Chroma¶

Chroma is a text to image generation model based on Flux.

Original model checkpoints for Chroma can be found here.

Tip

Chroma can use all the same optimizations as Flux.

Inference¶

The Diffusers version of Chroma is based on the unlocked-v37 version of the original model, which is available in the Chroma repository.

import mindspore
import numpy as np
from mindone.diffusers import ChromaPipeline

pipe = ChromaPipeline.from_pretrained("lodestones/Chroma", mindspore_dtype=mindspore.bfloat16)

prompt = [
    "A high-fashion close-up portrait of a blonde woman in clear sunglasses. The image uses a bold teal and red color split for dramatic lighting. The background is a simple teal-green. The photo is sharp and well-composed, and is designed for viewing with anaglyph 3D glasses for optimal effect. It looks professionally done."
]
negative_prompt =  ["low quality, ugly, unfinished, out of focus, deformed, disfigure, blurry, smudged, restricted palette, flat colors"]

image = pipe(
    prompt=prompt,
    negative_prompt=negative_prompt,
    generator=np.random.Generator(np.random.PCG64(seed=42)),
    num_inference_steps=40,
    guidance_scale=3.0,
    num_images_per_prompt=1,
)[0][0]
image.save("chroma.png")

Loading from a single file¶

To use updated model checkpoints that are not in the Diffusers format, you can use the ChromaTransformer2DModel class to load the model from a single file in the original format. This is also useful when trying to load finetunes or quantized versions of the models that have been published by the community.
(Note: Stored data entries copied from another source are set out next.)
use crate::error::Result;
use crate::git::RepoQuery;
use crate::model::{
    Aggregates, ChurnStat, FieldSummary, Ranking, RankingReport, ReleaseRecord, StatCollection,
    StatField,
};
use crate::shortstat;
use tracing::debug;

/// Computes per-release churn against each release's baseline.
pub struct ChurnAggregator<Q> {
    repo: Q,
    paths: Vec<String>,
}

impl<Q: RepoQuery> ChurnAggregator<Q> {
    /// `paths` limits every diff to those files and directories; empty means the whole tree.
    pub fn new(repo: Q, paths: Vec<String>) -> Self {
        Self { repo, paths }
    }

    pub fn stat(&self, record: &ReleaseRecord) -> Result<ChurnStat> {
        let summary = self
            .repo
            .shortstat(&record.baseline, &record.release, &self.paths)?;
        let stat = shortstat::parse(&summary)?;
        debug!(release = %record.release, baseline = %record.baseline, ?stat, "computed churn");
        Ok(stat)
    }

    /// `on_row` sees each record as soon as it is diffed, with `None` for a skipped
    /// self-baselined record. The first failing diff aborts the run.
    pub fn collect<F>(&self, records: &[ReleaseRecord], mut on_row: F) -> Result<StatCollection>
    where
        F: FnMut(&ReleaseRecord, Option<&ChurnStat>) -> Result<()>,
    {
        let mut stats = StatCollection::new();
        for record in records {
            if record.is_self_baselined() {
                on_row(record, None)?;
                continue;
            }
            let stat = self.stat(record)?;
            on_row(record, Some(&stat))?;
            stats.insert(record.clone(), stat);
        }
        Ok(stats)
    }
}

pub fn aggregate(stats: &StatCollection) -> Option<Aggregates> {
    if stats.is_empty() {
        return None;
    }
    let summary = |field: StatField| {
        let values = stats.entries().iter().map(|e| e.stat.field(field));
        let total: u64 = values.clone().sum();
        FieldSummary {
            average: total as f64 / stats.len() as f64,
            min: values.clone().min().unwrap_or(0),
            max: values.max().unwrap_or(0),
            total,
        }
    };

    Some(Aggregates {
        files: summary(StatField::Files),
        insertions: summary(StatField::Insertions),
        deletions: summary(StatField::Deletions),
        diff: summary(StatField::Diff),
    })
}

/// Where `release` places, smallest first, for each field. Equal values keep insertion order.
pub fn rank(stats: &StatCollection, release: &str) -> Option<RankingReport> {
    let target = stats.position(release)?;
    let rankings = StatField::ALL
        .iter()
        .map(|&field| {
            let order = sorted_positions(stats, field);
            let position = order.iter().position(|&i| i == target).unwrap_or(target) + 1;
            Ranking { field, position }
        })
        .collect();

    Some(RankingReport {
        release: release.to_string(),
        releases: stats.len(),
        rankings,
    })
}

pub fn sorted_positions(stats: &StatCollection, field: StatField) -> Vec<usize> {
    let entries = stats.entries();
    let mut order: Vec<usize> = (0..entries.len()).collect();
    order.sort_by_key(|&i| entries[i].stat.field(field));
    order
}

pub fn ordinal(n: usize) -> String {
    let suffix = match (n % 10, n % 100) {
        (_, 11..=13) => "th",
        (1, _) => "st",
        (2, _) => "nd",
        (3, _) => "rd",
        _ => "th",
    };
    format!("{n}{suffix}")
}
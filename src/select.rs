use crate::error::{RelstatError, Result};
use crate::git::{RepoQuery, TimestampCache};
use crate::model::{DateRange, ReleaseId, ReleaseRecord};
use crate::version::{self, ParsedVersion};
use chrono::{DateTime, Utc};
use std::cmp::Ordering;
use std::path::Path;
use tracing::{debug, info};

#[derive(Debug, Clone)]
pub enum VersionSource {
    Explicit(Vec<ReleaseId>),
    /// Tags committed inside `range`.
    Discover {
        range: DateRange,
        /// Major version whose `<major>.<n>` stable tags are wanted.
        stables: Option<String>,
        head: Option<String>,
    },
}

#[derive(Debug, Clone)]
pub struct SelectOptions {
    pub source: VersionSource,
    /// One baseline per selected release, in chronological release order.
    pub baselines: Option<Vec<ReleaseId>>,
    pub extra_version: Option<String>,
}

pub struct VersionSelector<Q> {
    repo: Q,
    times: TimestampCache,
}

impl<Q: RepoQuery> VersionSelector<Q> {
    pub fn new(repo: Q) -> Self {
        Self {
            repo,
            times: TimestampCache::new(),
        }
    }

    /// Build the ordered release records to analyze.
    pub fn select(&mut self, opts: &SelectOptions) -> Result<Vec<ReleaseRecord>> {
        let candidates = match &opts.source {
            VersionSource::Explicit(ids) => ids.clone(),
            VersionSource::Discover { range, stables, head } => {
                self.discover(range, stables.as_deref(), head.as_deref())?
            }
        };

        let mut releases = self.resolve(candidates)?;
        releases.sort_by(|(a, a_time), (b, b_time)| {
            a_time.cmp(b_time).then_with(|| version_order(a, b))
        });
        if releases.is_empty() {
            info!("no releases to analyze");
            return Ok(Vec::new());
        }

        let baselines = match &opts.baselines {
            Some(baselines) => {
                if baselines.len() != releases.len() {
                    return Err(RelstatError::BaselineCount {
                        baselines: baselines.len(),
                        releases: releases.len(),
                    });
                }
                baselines.clone()
            }
            None => default_baselines(&releases),
        };

        let records = releases
            .into_iter()
            .zip(baselines)
            .map(|((release, committed_at), baseline)| ReleaseRecord {
                release,
                baseline,
                committed_at,
            })
            .filter(|record| match &opts.extra_version {
                Some(extra) => version::extra_version(&record.release) == Some(extra.as_str()),
                None => true,
            })
            .collect();
        Ok(records)
    }

    /// Tags matching the release grammar and committed strictly inside `range`.
    pub fn discover(
        &mut self,
        range: &DateRange,
        stables: Option<&str>,
        head: Option<&str>,
    ) -> Result<Vec<ReleaseId>> {
        let mut found = Vec::new();
        for tag in self.repo.tag_names()? {
            let well_formed = match stables {
                Some(major) => version::parse_stable(&tag, major).is_some(),
                None => ParsedVersion::parse(&tag).is_some(),
            };
            if !well_formed {
                debug!(tag = %tag, "skipping tag outside the release grammar");
                continue;
            }
            if self.committed_within(&tag, range)? {
                found.push(tag);
            }
        }

        if stables.is_none() {
            if let Some(head) = head {
                if self.committed_within(head, range)? {
                    found.push(head.to_string());
                }
            }
        }

        debug!(count = found.len(), "discovered releases");
        Ok(found)
    }

    fn committed_within(&mut self, id: &str, range: &DateRange) -> Result<bool> {
        Ok(self
            .times
            .get(&self.repo, id)?
            .map(|time| range.contains(&time))
            .unwrap_or(false))
    }

    // Drops identifiers that do not name a commit.
    fn resolve(&mut self, ids: Vec<ReleaseId>) -> Result<Vec<(ReleaseId, DateTime<Utc>)>> {
        let mut resolved = Vec::with_capacity(ids.len());
        for id in ids {
            match self.times.get(&self.repo, &id)? {
                Some(time) => resolved.push((id, time)),
                None => debug!(id = %id, "dropping unresolvable release"),
            }
        }
        Ok(resolved)
    }
}

// Same-commit tie-break: release tags in version order, then everything else in input order.
fn version_order(a: &str, b: &str) -> Ordering {
    match (ParsedVersion::parse(a), ParsedVersion::parse(b)) {
        (Some(a), Some(b)) => a.cmp(&b),
        (Some(_), None) => Ordering::Less,
        (None, Some(_)) => Ordering::Greater,
        (None, None) => Ordering::Equal,
    }
}

/// Each release is measured from its predecessor; the first one from itself.
fn default_baselines(releases: &[(ReleaseId, DateTime<Utc>)]) -> Vec<ReleaseId> {
    releases
        .iter()
        .enumerate()
        .map(|(i, _)| releases[i.saturating_sub(1)].0.clone())
        .collect()
}

/// Read identifiers from a file, one per line. Blank lines are ignored.
pub fn read_id_list<P: AsRef<Path>>(path: P, kind: &'static str) -> Result<Vec<ReleaseId>> {
    let path = path.as_ref();
    let content = std::fs::read_to_string(path).map_err(|source| RelstatError::VersionsFile {
        kind,
        path: path.display().to_string(),
        source,
    })?;
    Ok(content
        .lines()
        .map(str::trim)
        .filter(|line| !line.is_empty())
        .map(str::to_string)
        .collect())
}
The following example demonstrates how to run Chroma from a single file.

Then run the following example

import mindspore
import numpy as np
from mindone.diffusers import ChromaTransformer2DModel, ChromaPipeline

model_id = "lodestones/Chroma"
dtype = mindspore.bfloat16

transformer = ChromaTransformer2DModel.from_single_file("https://huggingface.co/lodestones/Chroma/blob/main/chroma-unlocked-v37.safetensors", mindspore_dtype=dtype)

pipe = ChromaPipeline.from_pretrained(model_id, transformer=transformer, mindspore_dtype=dtype)

prompt = [
    "A high-fashion close-up portrait of a blonde woman in clear sunglasses. The image uses a bold teal and red color split for dramatic lighting. The background is a simple teal-green. The photo is sharp and well-composed, and is designed for viewing with anaglyph 3D glasses for optimal effect. It looks professionally done."
]
negative_prompt =  ["low quality, ugly, unfinished, out of focus, deformed, disfigure, blurry, smudged, restricted palette, flat colors"]

image = pipe(
    prompt=prompt,
    negative_prompt=negative_prompt,
    generator=np.random.Generator(np.random.PCG64(seed=42)),
    num_inference_steps=40,
    guidance_scale=3.0,
)[0][0]

image.save("chroma-single-file.png")

`mindone.diffusers.ChromaPipeline` ¶

Bases: DiffusionPipeline, FluxLoraLoaderMixin, FromSingleFileMixin, TextualInversionLoaderMixin, FluxIPAdapterMixin

The Chroma pipeline for text-to-image generation.

Reference: https://huggingface.co/lodestones/Chroma/

PARAMETER	DESCRIPTION
`transformer`	Conditional Transformer (MMDiT) architecture to denoise the encoded image latents. TYPE: [`ChromaTransformer2DModel`]
`scheduler`	A scheduler to be used in combination with `transformer` to denoise the encoded image latents. TYPE: [`FlowMatchEulerDiscreteScheduler`]
`vae`	Variational Auto-Encoder (VAE) Model to encode and decode images to and from latent representation TYPE: [`AutoencoderKL`]
`text_encoder`	T5, specifically the google/t5-v1_1-xxl variant. TYPE: [`T5EncoderModel`]
`tokenizer`	Second Tokenizer of class T5TokenizerFast. TYPE: `T5TokenizerFast`